Before you buy coverage, understand the health coverage you’re considering, and how it meets your needs.

Note: This page doesn't apply to insurance you get through your employer

Qualifying Major Medical Health Coverage

Insurance companies and health maintenance organizations (HMOs) sell major medical health insurance plans, which are sometimes known as comprehensive coverage or qualified health plans. There are three major types: HMOs, preferred provider benefit plans (PPOs), and exclusive provider benefit plans (EPOs). 

A plan isn’t a major medical plan if:

  • someone says, “this plan isn’t under the ACA;”
  • your plan doesn’t cover preexisting conditions;
  • your plan doesn’t include prescription drug coverage;
  • your plan term is less than one year;
  • your plan isn’t guaranteed renewable or if it has dollar limits on its coverage (guaranteed renewable means your insurance company can't decline to renew your policy without reason or just cause, even for health-related factors); 
  • you have several different policies – not one policy – that cover accident and sickness, surgical, prescription benefits, and emergency services.

When can you buy a major medical plan?

  • During the open enrollment period that runs from November 1 to December 15.
  • Outside the open enrollment period if you have a qualifying event, such as a job loss, divorce, change in family size, or involuntary loss of coverage. You also qualify if you are a victim of fraud or misrepresentation by an agent or company.

Other Types of Health Insurance

There are other types of health insurance you can buy together to provide some health benefits. These aren’t qualifying types of major medical coverage.

Short term major medical policies typically:

  • have a policy period that is 12 months or shorter;
  • don't cover preexisting conditions; and
  • arent guaranteed renewable.

Limited benefit health insurance provides coverage for specific services at specific coverage amounts. They are also known as:

  • critical illness policies;
  • hospital indemnity coverage;
  • other fixed indemnity coverage;
  • specified disease policies; and
  • accident only policies.

Supplemental health insurance is coverage that agents may only sell if it supplements a qualified health plan. It can’t be sold without having a qualified health plan.

Health care sharing ministries are faith-based organizations that share health care costs among their members.

Direct primary care is an arrangement between a patient and a doctor that allows the patient to pay the doctor a monthly, quarterly, or annual fee for certain primary medical care services.

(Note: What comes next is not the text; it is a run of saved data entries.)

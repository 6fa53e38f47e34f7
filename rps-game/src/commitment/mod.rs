pub mod scheme;

pub use scheme::{CommitmentScheme, ConcatenatedKeccak, LengthPrefixedKeccak};

use rps_core::{Commitment, CommitmentEncoding, MoveChoice, Secret};

/// Commitment derivation for the configured encoding. Pure: no I/O, no state.
#[derive(Debug, Clone, Copy, Default)]
pub struct CommitmentCodec {
    encoding: CommitmentEncoding,
}

impl CommitmentCodec {
    pub fn new(encoding: CommitmentEncoding) -> Self {
        Self { encoding }
    }

    pub fn commit(&self, choice: MoveChoice, secret: &Secret) -> Commitment {
        match self.encoding {
            CommitmentEncoding::Concatenated => ConcatenatedKeccak::commit(choice, secret),
            CommitmentEncoding::LengthPrefixed => LengthPrefixedKeccak::commit(choice, secret),
        }
    }

    /// Local check before spending a reveal transaction.
    pub fn verify(&self, choice: MoveChoice, secret: &Secret, commitment: &Commitment) -> bool {
        self.commit(choice, secret) == *commitment
    }
}

#[cfg(test)]
mod tests {
    use super::*;
    use ethers::utils::keccak256;
    use std::collections::HashSet;

    fn secret(s: &str) -> Secret {
        Secret::new(s).unwrap()
    }

    fn codecs() -> [CommitmentCodec; 2] {
        [
            CommitmentCodec::new(CommitmentEncoding::Concatenated),
            CommitmentCodec::new(CommitmentEncoding::LengthPrefixed),
        ]
    }

    #[test]
    fn test_concatenated_matches_contract_layout() {
        let codec = CommitmentCodec::default();
        let commitment = codec.commit(MoveChoice::Paper, &secret("hello"));
        assert_eq!(commitment.as_bytes(), &keccak256(b"2hello"));
    }

    #[test]
    fn test_commit_is_deterministic() {
        for codec in codecs() {
            for choice in MoveChoice::ALL {
                let s = secret("same secret");
                assert_eq!(codec.commit(choice, &s), codec.commit(choice, &s));
            }
        }
    }

    #[test]
    fn test_distinct_pairs_give_distinct_commitments() {
        let secrets = ["a", "b", "23", "3", "12", "ünïcödé", "a longer secret phrase"];
        for codec in codecs() {
            let mut seen = HashSet::new();
            for choice in MoveChoice::ALL {
                for s in secrets {
                    assert!(
                        seen.insert(codec.commit(choice, &secret(s))),
                        "collision for {:?} {:?}",
                        choice,
                        s
                    );
                }
            }
        }
    }

    #[test]
    fn test_verify() {
        for codec in codecs() {
            for choice in MoveChoice::ALL {
                let s = secret("s3cret");
                let commitment = codec.commit(choice, &s);
                assert!(codec.verify(choice, &s, &commitment));
                assert!(!codec.verify(choice, &secret("s3cre7"), &commitment));

                for other in MoveChoice::ALL.into_iter().filter(|m| *m != choice) {
                    assert!(!codec.verify(other, &s, &commitment));
                }
            }
        }
    }

    #[test]
    fn test_encodings_are_not_interchangeable() {
        let s = secret("x");
        let [concat, framed] = codecs();
        let commitment = concat.commit(MoveChoice::Rock, &s);
        assert!(!framed.verify(MoveChoice::Rock, &s, &commitment));
    }

    #[test]
    fn test_length_prefixed_layout() {
        let preimage = LengthPrefixedKeccak::preimage(MoveChoice::Scissors, &secret("ab"));
        let tag = LengthPrefixedKeccak::DOMAIN_TAG;
        assert_eq!(&preimage[..tag.len()], tag);
        assert_eq!(&preimage[tag.len()..], &[3, 0, 0, 0, 2, b'a', b'b']);
    }

    #[test]
    fn test_length_prefix_of_longest_secret() {
        let longest = secret(&"z".repeat(Secret::MAX_LEN));
        let preimage = LengthPrefixedKeccak::preimage(MoveChoice::Rock, &longest);
        let tag = LengthPrefixedKeccak::DOMAIN_TAG.len();
        assert_eq!(&preimage[tag + 1..tag + 5], &[0, 0, 1, 0]);
        assert_eq!(preimage.len(), tag + 5 + Secret::MAX_LEN);
    }
}
use crate::error::{CoreError, Result};
use crate::types::CommitmentEncoding;
use ethers::types::Address;
use serde::{Deserialize, Serialize};
use std::path::Path;
use std::str::FromStr;
use std::time::Duration;

/// Contract the client talks to when none is configured.
pub const DEFAULT_CONTRACT: &str = "0x0e50d781af56fc299bA2b4a5D24dCfb2ba60ca2D";

#[derive(Debug, Clone, Serialize, Deserialize)]
pub struct ClientConfig {
    pub rpc_url: String,
    pub contract_address: Address,
    /// Read from the node when unset.
    pub chain_id: Option<u64>,
    pub poll_interval: Duration,
    pub confirmations: usize,
    pub commitment_encoding: CommitmentEncoding,
}

impl Default for ClientConfig {
    fn default() -> Self {
        Self {
            rpc_url: "http://localhost:8545".to_string(),
            contract_address: Address::from_str(DEFAULT_CONTRACT).unwrap_or_default(),
            chain_id: None,
            poll_interval: Duration::from_secs(5),
            confirmations: 1,
            commitment_encoding: CommitmentEncoding::Concatenated,
        }
    }
}

impl ClientConfig {
    pub fn new(rpc_url: impl Into<String>, contract_address: Address) -> Self {
        Self {
            rpc_url: rpc_url.into(),
            contract_address,
            ..Self::default()
        }
    }

    pub fn load_or_default(path: &Path) -> Result<Self> {
        if !path.exists() {
            return Ok(Self::default());
        }

        let content = std::fs::read_to_string(path)?;
        let config: Self = serde_json::from_str(&content)?;
        Ok(config)
    }

    pub fn save(&self, path: &Path) -> Result<()> {
        if let Some(parent) = path.parent() {
            std::fs::create_dir_all(parent)?;
        }
        std::fs::write(path, serde_json::to_string_pretty(self)?)?;
        Ok(())
    }

    pub fn validate(&self) -> Result<()> {
        if self.rpc_url.trim().is_empty() {
            return Err(CoreError::config("RPC URL cannot be empty"));
        }

        if !(self.rpc_url.starts_with("http://") || self.rpc_url.starts_with("https://")) {
            return Err(CoreError::config(format!(
                "RPC URL must be http(s): {}",
                self.rpc_url
            )));
        }

        if self.contract_address.is_zero() {
            return Err(CoreError::config("Contract address cannot be zero"));
        }

        if self.poll_interval.is_zero() {
            return Err(CoreError::config("Poll interval must be greater than 0"));
        }

        if self.confirmations == 0 {
            return Err(CoreError::config("Confirmations must be at least 1"));
        }

        if self.commitment_encoding != CommitmentEncoding::default() {
            tracing::warn!(
                "Commitment encoding {:?} does not match what the deployed contract checks; reveals will revert",
                self.commitment_encoding
            );
        }

        Ok(())
    }
}

pub fn parse_address(s: &str) -> Result<Address> {
    Address::from_str(s.trim()).map_err(|e| CoreError::InvalidAddress(format!("{}: {}", s, e)))
}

These are examples of disclosures you might see on these non-QHP plans:

  • This policy provides limited benefits. Benefits provided are a supplement to major medical coverage and are not a substitute for major medical coverage or other minimal essential coverage as required by federal law.  Lack of minimal essential coverage may result in additional tax payment being due.
  • Note: this is a supplement to health insurance and is not a substitute for major medical coverage. Lack of major medical coverage (or other minimum essential coverage) may result in an additional payment with your taxes.
  • These products provide limited benefits. [Name of Plan] is not major medical or comprehensive health insurance and does not provide the mandated coverage necessary to avoid a penalty under the Affordable Care Act.